use super::CrmStore;
use crate::{
    entity::{Deal, DealPatch, DealStage, NewDeal},
    error::CrmResult,
    types::EntityId,
};
use chrono::{DateTime, Utc};
use rusqlite::{params, OptionalExtension, Row};

const DEAL_COLUMNS: &str = "id, customer_id, title, company_name, stage, value, probability,
     assigned_to, created_at, updated_at";

fn deal_from_row(row: &Row<'_>) -> rusqlite::Result<Deal> {
    Ok(Deal {
        id:           row.get(0)?,
        customer_id:  row.get(1)?,
        title:        row.get(2)?,
        company_name: row.get(3)?,
        stage:        row.get(4)?,
        value:        row.get(5)?,
        probability:  row.get(6)?,
        assigned_to:  row.get(7)?,
        created_at:   row.get(8)?,
        updated_at:   row.get(9)?,
    })
}

impl CrmStore {
    // ── Deal ──────────────────────────────────────────────────────

    pub fn insert_deal(&self, d: &NewDeal, now: DateTime<Utc>) -> CrmResult<Deal> {
        d.validate()?;
        self.conn.execute(
            "INSERT INTO deal (
                customer_id, title, company_name, stage, value, probability,
                assigned_to, created_at, updated_at
            ) VALUES (?1, ?2, ?3, ?4, ?5, ?6, ?7, ?8, ?8)",
            params![
                d.customer_id,
                &d.title,
                &d.company_name,
                d.stage,
                d.value,
                d.probability,
                &d.assigned_to,
                now,
            ],
        )?;
        let id = self.conn.last_insert_rowid();
        log::debug!("store: inserted deal {id} for customer {} ({})", d.customer_id, d.stage);
        Ok(Deal {
            id,
            customer_id:  d.customer_id,
            title:        d.title.clone(),
            company_name: d.company_name.clone(),
            stage:        d.stage,
            value:        d.value,
            probability:  d.probability,
            assigned_to:  d.assigned_to.clone(),
            created_at:   now,
            updated_at:   now,
        })
    }

    pub fn get_deal(&self, id: EntityId) -> CrmResult<Option<Deal>> {
        let deal = self
            .conn
            .query_row(
                &format!("SELECT {DEAL_COLUMNS} FROM deal WHERE id = ?1"),
                params![id],
                deal_from_row,
            )
            .optional()?;
        Ok(deal)
    }

    pub fn list_deals(&self) -> CrmResult<Vec<Deal>> {
        let mut stmt = self
            .conn
            .prepare(&format!("SELECT {DEAL_COLUMNS} FROM deal ORDER BY id ASC"))?;
        let rows = stmt
            .query_map([], deal_from_row)?
            .collect::<Result<Vec<_>, _>>()?;
        Ok(rows)
    }

    pub fn list_deals_by_customer(&self, customer_id: EntityId) -> CrmResult<Vec<Deal>> {
        let mut stmt = self.conn.prepare(&format!(
            "SELECT {DEAL_COLUMNS} FROM deal WHERE customer_id = ?1 ORDER BY id ASC"
        ))?;
        let rows = stmt
            .query_map(params![customer_id], deal_from_row)?
            .collect::<Result<Vec<_>, _>>()?;
        Ok(rows)
    }

    pub fn list_deals_by_stage(&self, stage: DealStage) -> CrmResult<Vec<Deal>> {
        let mut stmt = self.conn.prepare(&format!(
            "SELECT {DEAL_COLUMNS} FROM deal WHERE stage = ?1 ORDER BY id ASC"
        ))?;
        let rows = stmt
            .query_map(params![stage], deal_from_row)?
            .collect::<Result<Vec<_>, _>>()?;
        Ok(rows)
    }

    /// Deals owned by `assignee`, matched exactly.
    pub fn list_deals_by_assignee(&self, assignee: &str) -> CrmResult<Vec<Deal>> {
        let mut stmt = self.conn.prepare(&format!(
            "SELECT {DEAL_COLUMNS} FROM deal WHERE assigned_to = ?1 ORDER BY id ASC"
        ))?;
        let rows = stmt
            .query_map(params![assignee], deal_from_row)?
            .collect::<Result<Vec<_>, _>>()?;
        Ok(rows)
    }

    /// Merge `patch` into the stored deal and bump `updated_at`.
    /// None when the id does not exist.
    pub fn update_deal(&self, id: EntityId, patch: DealPatch, now: DateTime<Utc>) -> CrmResult<Option<Deal>> {
        let Some(existing) = self.get_deal(id)? else {
            return Ok(None);
        };
        let d = patch.apply(&existing);
        d.validate()?;
        let changed = self.conn.execute(
            "UPDATE deal SET
                customer_id = ?2, title = ?3, company_name = ?4, stage = ?5, value = ?6,
                probability = ?7, assigned_to = ?8, updated_at = ?9
             WHERE id = ?1",
            params![
                id,
                d.customer_id,
                &d.title,
                &d.company_name,
                d.stage,
                d.value,
                d.probability,
                &d.assigned_to,
                now,
            ],
        )?;
        if changed == 0 {
            return Ok(None);
        }
        self.get_deal(id)
    }

    pub fn delete_deal(&self, id: EntityId) -> CrmResult<bool> {
        let changed = self
            .conn
            .execute("DELETE FROM deal WHERE id = ?1", params![id])?;
        Ok(changed > 0)
    }
}
// ── Analytics ────────────────────────────────────────────────────────────────
//
// Handlers lock the store, compute synchronously and release before
// returning; no guard lives across an await.

async fn get_churn_risk(State(state): State<Arc<AppState>>) -> ApiResult<Vec<ScoredCustomer>> {
    let store = state.store.lock();
    let analytics = ChurnAnalytics::new(&*store, &state.config);
    let at_risk = analytics.customers_with_churn_risk(Utc::now(), &mut state.rng())?;
    Ok(Json(at_risk))
}

async fn get_engagement(
    State(state): State<Arc<AppState>>,
    ApiPath(id): ApiPath<EntityId>,
) -> ApiResult<EngagementSummary> {
    let store = state.store.lock();
    let analytics = ChurnAnalytics::new(&*store, &state.config);
    analytics
        .customer_engagement(id, Utc::now(), &mut state.rng())?
        .map(Json)
        .ok_or_else(|| CrmError::CustomerNotFound { id }.into())
}

async fn get_churn_metrics(State(state): State<Arc<AppState>>) -> ApiResult<ChurnMetricsSummary> {
    let store = state.store.lock();
    let analytics = ChurnAnalytics::new(&*store, &state.config);
    Ok(Json(analytics.churn_metrics(Utc::now(), &mut state.rng())?))
}

async fn get_pipeline(State(state): State<Arc<AppState>>) -> ApiResult<PipelineSummary> {
    let deals = state.store.lock().list_deals()?;
    Ok(Json(PipelineSummary::from_deals(&deals)))
}

async fn get_deals_by_stage(
    State(state): State<Arc<AppState>>,
    ApiPath(stage): ApiPath<String>,
) -> ApiResult<Vec<Deal>> {
    let stage: DealStage = stage.parse()?;
    Ok(Json(state.store.lock().list_deals_by_stage(stage)?))
}

async fn get_deals_by_assignee(
    State(state): State<Arc<AppState>>,
    ApiPath(assignee): ApiPath<String>,
) -> ApiResult<Vec<Deal>> {
    Ok(Json(state.store.lock().list_deals_by_assignee(&assignee)?))
}

// ── Dashboard ────────────────────────────────────────────────────────────────

async fn get_top_products(
    State(state): State<Arc<AppState>>,
    Query(query): Query<LimitQuery>,
) -> ApiResult<Vec<Product>> {
    Ok(Json(state.store.lock().top_products(query.resolve())?))
}

async fn get_recent_customers(
    State(state): State<Arc<AppState>>,
    Query(query): Query<LimitQuery>,
) -> ApiResult<Vec<Customer>> {
    Ok(Json(state.store.lock().recent_customers(query.resolve())?))
}

// ── Customers ────────────────────────────────────────────────────────────────

async fn list_customers(State(state): State<Arc<AppState>>) -> ApiResult<Vec<Customer>> {
    Ok(Json(state.store.lock().list_customers()?))
}

async fn get_customer(
    State(state): State<Arc<AppState>>,
    ApiPath(id): ApiPath<EntityId>,
) -> ApiResult<Customer> {
    state
        .store
        .lock()
        .get_customer(id)?
        .map(Json)
        .ok_or_else(|| CrmError::CustomerNotFound { id }.into())
}

async fn create_customer(
    State(state): State<Arc<AppState>>,
    ApiJson(body): ApiJson<NewCustomer>,
) -> Result<(StatusCode, Json<Customer>), ApiError> {
    let customer = state.store.lock().insert_customer(&body)?;
    Ok((StatusCode::CREATED, Json(customer)))
}

async fn update_customer(
    State(state): State<Arc<AppState>>,
    ApiPath(id): ApiPath<EntityId>,
    ApiJson(patch): ApiJson<CustomerPatch>,
) -> ApiResult<Customer> {
    state
        .store
        .lock()
        .update_customer(id, patch)?
        .map(Json)
        .ok_or_else(|| CrmError::CustomerNotFound { id }.into())
}

async fn delete_customer(
    State(state): State<Arc<AppState>>,
    ApiPath(id): ApiPath<EntityId>,
) -> Result<StatusCode, ApiError> {
    if state.store.lock().delete_customer(id)? {
        Ok(StatusCode::NO_CONTENT)
    } else {
        Err(CrmError::CustomerNotFound { id }.into())
    }
}

// ── Products ─────────────────────────────────────────────────────────────────

async fn list_products(State(state): State<Arc<AppState>>) -> ApiResult<Vec<Product>> {
    Ok(Json(state.store.lock().list_products()?))
}

async fn get_product(
    State(state): State<Arc<AppState>>,
    ApiPath(id): ApiPath<EntityId>,
) -> ApiResult<Product> {
    state
        .store
        .lock()
        .get_product(id)?
        .map(Json)
        .ok_or_else(|| ApiError::not_found("Product", id))
}

async fn create_product(
    State(state): State<Arc<AppState>>,
    ApiJson(body): ApiJson<NewProduct>,
) -> Result<(StatusCode, Json<Product>), ApiError> {
    let product = state.store.lock().insert_product(&body)?;
    Ok((StatusCode::CREATED, Json(product)))
}

async fn update_product(
    State(state): State<Arc<AppState>>,
    ApiPath(id): ApiPath<EntityId>,
    ApiJson(patch): ApiJson<ProductPatch>,
) -> ApiResult<Product> {
    state
        .store
        .lock()
        .update_product(id, patch)?
        .map(Json)
        .ok_or_else(|| ApiError::not_found("Product", id))
}

async fn delete_product(
    State(state): State<Arc<AppState>>,
    ApiPath(id): ApiPath<EntityId>,
) -> Result<StatusCode, ApiError> {
    if state.store.lock().delete_product(id)? {
        Ok(StatusCode::NO_CONTENT)
    } else {
        Err(ApiError::not_found("Product", id))
    }
}

// ── Deals ────────────────────────────────────────────────────────────────────

async fn list_deals(State(state): State<Arc<AppState>>) -> ApiResult<Vec<Deal>> {
    Ok(Json(state.store.lock().list_deals()?))
}

async fn get_deal(State(state): State<Arc<AppState>>, ApiPath(id): ApiPath<EntityId>) -> ApiResult<Deal> {
    state
        .store
        .lock()
        .get_deal(id)?
        .map(Json)
        .ok_or_else(|| ApiError::not_found("Deal", id))
}

async fn create_deal(
    State(state): State<Arc<AppState>>,
    ApiJson(body): ApiJson<NewDeal>,
) -> Result<(StatusCode, Json<Deal>), ApiError> {
    let deal = state.store.lock().insert_deal(&body, Utc::now())?;
    Ok((StatusCode::CREATED, Json(deal)))
}

async fn update_deal(
    State(state): State<Arc<AppState>>,
    ApiPath(id): ApiPath<EntityId>,
    ApiJson(patch): ApiJson<DealPatch>,
) -> ApiResult<Deal> {
    state
        .store
        .lock()
        .update_deal(id, patch, Utc::now())?
        .map(Json)
        .ok_or_else(|| ApiError::not_found("Deal", id))
}

async fn delete_deal(
    State(state): State<Arc<AppState>>,
    ApiPath(id): ApiPath<EntityId>,
) -> Result<StatusCode, ApiError> {
    if state.store.lock().delete_deal(id)? {
        Ok(StatusCode::NO_CONTENT)
    } else {
        Err(ApiError::not_found("Deal", id))
    }
}

// ── Tickets ──────────────────────────────────────────────────────────────────

async fn list_tickets(State(state): State<Arc<AppState>>) -> ApiResult<Vec<Ticket>> {
    Ok(Json(state.store.lock().list_tickets()?))
}

async fn get_ticket(State(state): State<Arc<AppState>>, ApiPath(id): ApiPath<EntityId>) -> ApiResult<Ticket> {
    state
        .store
        .lock()
        .get_ticket(id)?
        .map(Json)
        .ok_or_else(|| ApiError::not_found("Ticket", id))
}

async fn create_ticket(
    State(state): State<Arc<AppState>>,
    ApiJson(body): ApiJson<NewTicket>,
) -> Result<(StatusCode, Json<Ticket>), ApiError> {
    let ticket = state.store.lock().insert_ticket(&body, Utc::now())?;
    Ok((StatusCode::CREATED, Json(ticket)))
}

async fn update_ticket(
    State(state): State<Arc<AppState>>,
    ApiPath(id): ApiPath<EntityId>,
    ApiJson(patch): ApiJson<TicketPatch>,
) -> ApiResult<Ticket> {
    state
        .store
        .lock()
        .update_ticket(id, patch, Utc::now())?
        .map(Json)
        .ok_or_else(|| ApiError::not_found("Ticket", id))
}

async fn delete_ticket(
    State(state): State<Arc<AppState>>,
    ApiPath(id): ApiPath<EntityId>,
) -> Result<StatusCode, ApiError> {
    if state.store.lock().delete_ticket(id)? {
        Ok(StatusCode::NO_CONTENT)
    } else {
        Err(ApiError::not_found("Ticket", id))
    }
}

// ── Activities ───────────────────────────────────────────────────────────────

async fn list_activities(State(state): State<Arc<AppState>>) -> ApiResult<Vec<ActivityLog>> {
    Ok(Json(state.store.lock().list_activities()?))
}

async fn create_activity(
    State(state): State<Arc<AppState>>,
    ApiJson(body): ApiJson<NewActivityLog>,
) -> Result<(StatusCode, Json<ActivityLog>), ApiError> {
    let activity = state.store.lock().insert_activity(&body, Utc::now())?;
    Ok((StatusCode::CREATED, Json(activity)))
}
■ ■ ■ ■
Find the string "PipelineSummary" in the data. Report each line it appears in.

• **ANSWER TO THIS EXERCISE**
async fn get_pipeline(State(state): State<Arc<AppState>>) -> ApiResult<PipelineSummary> {
    Ok(Json(PipelineSummary::from_deals(&deals)))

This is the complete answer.